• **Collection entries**
● ● ● ● ● ● ●

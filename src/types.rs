use crate::protocol::CHUNK_PAYLOAD_MAX;
use crate::{DsError, Result};
use std::fmt;

/// USB vendor/product id pair.
#[derive(Debug, Clone, Copy, PartialEq, Eq)]
pub struct UsbId {
    pub vendor_id: u16,
    pub product_id: u16,
}

impl UsbId {
    pub const fn new(vendor_id: u16, product_id: u16) -> Self {
        Self {
            vendor_id,
            product_id,
        }
    }
}

/// Controller family handled by a tool.
#[derive(Debug, Clone, Copy, PartialEq, Eq)]
pub enum DeviceFamily {
    /// DualShock 4 (CUH-ZCT1 / CUH-ZCT2).
    Ds4,
    /// DualSense.
    Ds5,
}

impl DeviceFamily {
    pub fn name(self) -> &'static str {
        match self {
            DeviceFamily::Ds4 => "DualShock 4",
            DeviceFamily::Ds5 => "DualSense",
        }
    }

    /// Vendor/product ids accepted for this family, in probe order.
    pub fn usb_ids(self) -> &'static [UsbId] {
        match self {
            DeviceFamily::Ds4 => crate::protocol::DS4_IDS,
            DeviceFamily::Ds5 => crate::protocol::DS5_IDS,
        }
    }
}

/// Bluetooth device address, in the byte order the controller reports it.
#[derive(Debug, Clone, Copy, PartialEq, Eq)]
pub struct MacAddr(pub [u8; 6]);

impl fmt::Display for MacAddr {
    fn fmt(&self, f: &mut fmt::Formatter<'_>) -> fmt::Result {
        let b = &self.0;
        write!(
            f,
            "{:02x}:{:02x}:{:02x}:{:02x}:{:02x}:{:02x}",
            b[0], b[1], b[2], b[3], b[4], b[5]
        )
    }
}

/// Firmware build and hardware revision block (report 0xa3).
#[derive(Debug, Clone, PartialEq, Eq, Default)]
pub struct VersionInfo {
    pub compile_date: String,
    pub compile_time: String,
    pub hw_ver_major: u16,
    pub hw_ver_minor: u16,
    pub sw_ver_major: u32,
    pub sw_ver_minor: u16,
    pub sw_series: u16,
    pub code_size: u32,
}

impl fmt::Display for VersionInfo {
    fn fmt(&self, f: &mut fmt::Formatter<'_>) -> fmt::Result {
        writeln!(f, "Compiled at: {} {}", self.compile_date, self.compile_time)?;
        writeln!(f, "hw_ver:{:04x}.{:04x}", self.hw_ver_major, self.hw_ver_minor)?;
        writeln!(
            f,
            "sw_ver:{:08x}.{:04x} sw_series:{:04x}",
            self.sw_ver_major, self.sw_ver_minor, self.sw_series
        )?;
        write!(f, "code size:{:08x}", self.code_size)
    }
}

/// Bluetooth pairing state (report 0x12).
#[derive(Debug, Clone, Copy, PartialEq, Eq)]
pub struct LinkInfo {
    pub device_mac: MacAddr,
    pub host_mac: MacAddr,
}

/// Selects a calibration subsystem and the procedure/axis inside it.
#[derive(Debug, Clone, Copy, PartialEq, Eq)]
pub struct CalibrationTarget {
    pub device_id: u8,
    pub target_id: u8,
}

impl CalibrationTarget {
    pub const STICK_CENTER: CalibrationTarget = CalibrationTarget::new(1, 1);
    pub const STICK_RANGE: CalibrationTarget = CalibrationTarget::new(1, 2);

    pub const fn new(device_id: u8, target_id: u8) -> Self {
        Self {
            device_id,
            target_id,
        }
    }
}

/// Calibration command opcodes (first byte of 0x90 / 0x82 frames).
#[derive(Debug, Clone, Copy, PartialEq, Eq)]
#[repr(u8)]
pub enum CalibrationOp {
    Start = 1,
    Store = 2,
    Sample = 3,
}

/// Trigger position sampled during trigger calibration.
#[derive(Debug, Clone, Copy, PartialEq, Eq)]
#[repr(u8)]
pub enum TriggerEdge {
    Release = 1,
    Mid = 2,
    Full = 3,
}

impl TriggerEdge {
    pub fn label(self) -> &'static str {
        match self {
            TriggerEdge::Release => "release",
            TriggerEdge::Mid => "mid",
            TriggerEdge::Full => "full",
        }
    }
}

/// Trigger axis selector. `Both` is only used by start/commit frames.
#[derive(Debug, Clone, Copy, PartialEq, Eq)]
#[repr(u8)]
pub enum TriggerAxis {
    L2 = 1,
    R2 = 2,
    Both = 3,
}

impl fmt::Display for TriggerAxis {
    fn fmt(&self, f: &mut fmt::Formatter<'_>) -> fmt::Result {
        match self {
            TriggerAxis::L2 => f.write_str("L2"),
            TriggerAxis::R2 => f.write_str("R2"),
            TriggerAxis::Both => f.write_str("L2+R2"),
        }
    }
}

/// One record of the calibration debug log (report 0x93), as received.
///
/// `data_len` is untrusted until [`ChunkRecord::data`] checks it; sentinel
/// records carry filler there.
#[derive(Debug, Clone, PartialEq, Eq)]
pub struct ChunkRecord {
    pub device_id: u8,
    pub target_id: u8,
    pub num_chunks: u8,
    pub cur_chunk: u8,
    pub data_len: u8,
    pub payload: [u8; CHUNK_PAYLOAD_MAX],
}

impl ChunkRecord {
    /// Build a record holding `data`; fails if it does not fit.
    pub fn new(
        device_id: u8,
        target_id: u8,
        num_chunks: u8,
        cur_chunk: u8,
        data: &[u8],
    ) -> Result<Self> {
        let data_len = checked_payload_len(data.len())?;
        let mut payload = [0u8; CHUNK_PAYLOAD_MAX];
        payload[..data.len()].copy_from_slice(data);
        Ok(Self {
            device_id,
            target_id,
            num_chunks,
            cur_chunk,
            data_len,
            payload,
        })
    }

    /// The controller has no debug data to report.
    pub fn is_empty_sentinel(&self) -> bool {
        self.device_id == 0xff && self.target_id == 0xff
    }

    /// Either id is 0xff: no further chunks follow.
    pub fn is_end_marker(&self) -> bool {
        self.device_id == 0xff || self.target_id == 0xff
    }

    /// The valid part of the payload.
    pub fn data(&self) -> Result<&[u8]> {
        let len = checked_payload_len(self.data_len as usize)?;
        Ok(&self.payload[..len as usize])
    }
}

fn checked_payload_len(len: usize) -> Result<u8> {
    if len > CHUNK_PAYLOAD_MAX {
        return Err(DsError::InvalidLength {
            what: "debug chunk payload",
            expected: CHUNK_PAYLOAD_MAX,
            actual: len,
        });
    }
    Ok(len as u8)
}

/// Persistence mode of the flash mirror.
#[derive(Debug, Clone, Copy, PartialEq, Eq)]
pub enum FlashMirrorMode {
    /// Changes live in RAM only and are lost on power cycle.
    Temporary,
    /// Changes are written back to flash.
    Permanent,
}

/// Result of a reset request.
#[derive(Debug, Clone, Copy, PartialEq, Eq)]
pub enum ResetOutcome {
    /// The controller dropped off the bus mid-transfer, as a reset should.
    Disconnected,
    /// The transfer completed and the controller is still attached.
    StillConnected,
}

bitflags::bitflags! {
    /// Calibration status bitmap reported by the DualShock 4 (report 0x10).
    #[derive(Debug, Clone, Copy, PartialEq, Eq)]
    pub struct CalibrationFlags: u32 {
        const STICK_MIN_MAX = 1 << 8;
        const STICK_CENTER  = 1 << 9;
        const L2            = 1 << 10;
        const R2            = 1 << 11;
        const GYROSCOPE     = 1 << 24;
        const ACCELEROMETER = 1 << 25;
    }
}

● ● ● ● ● ● ●

• **Task brief**
Looking through the data above, copy out each line in which the string "struct" occurs.

• **Exercise result**
pub struct UsbId {
pub struct MacAddr(pub [u8; 6]);
pub struct VersionInfo {
pub struct LinkInfo {
pub struct CalibrationTarget {
pub struct ChunkRecord {
    pub struct CalibrationFlags: u32 {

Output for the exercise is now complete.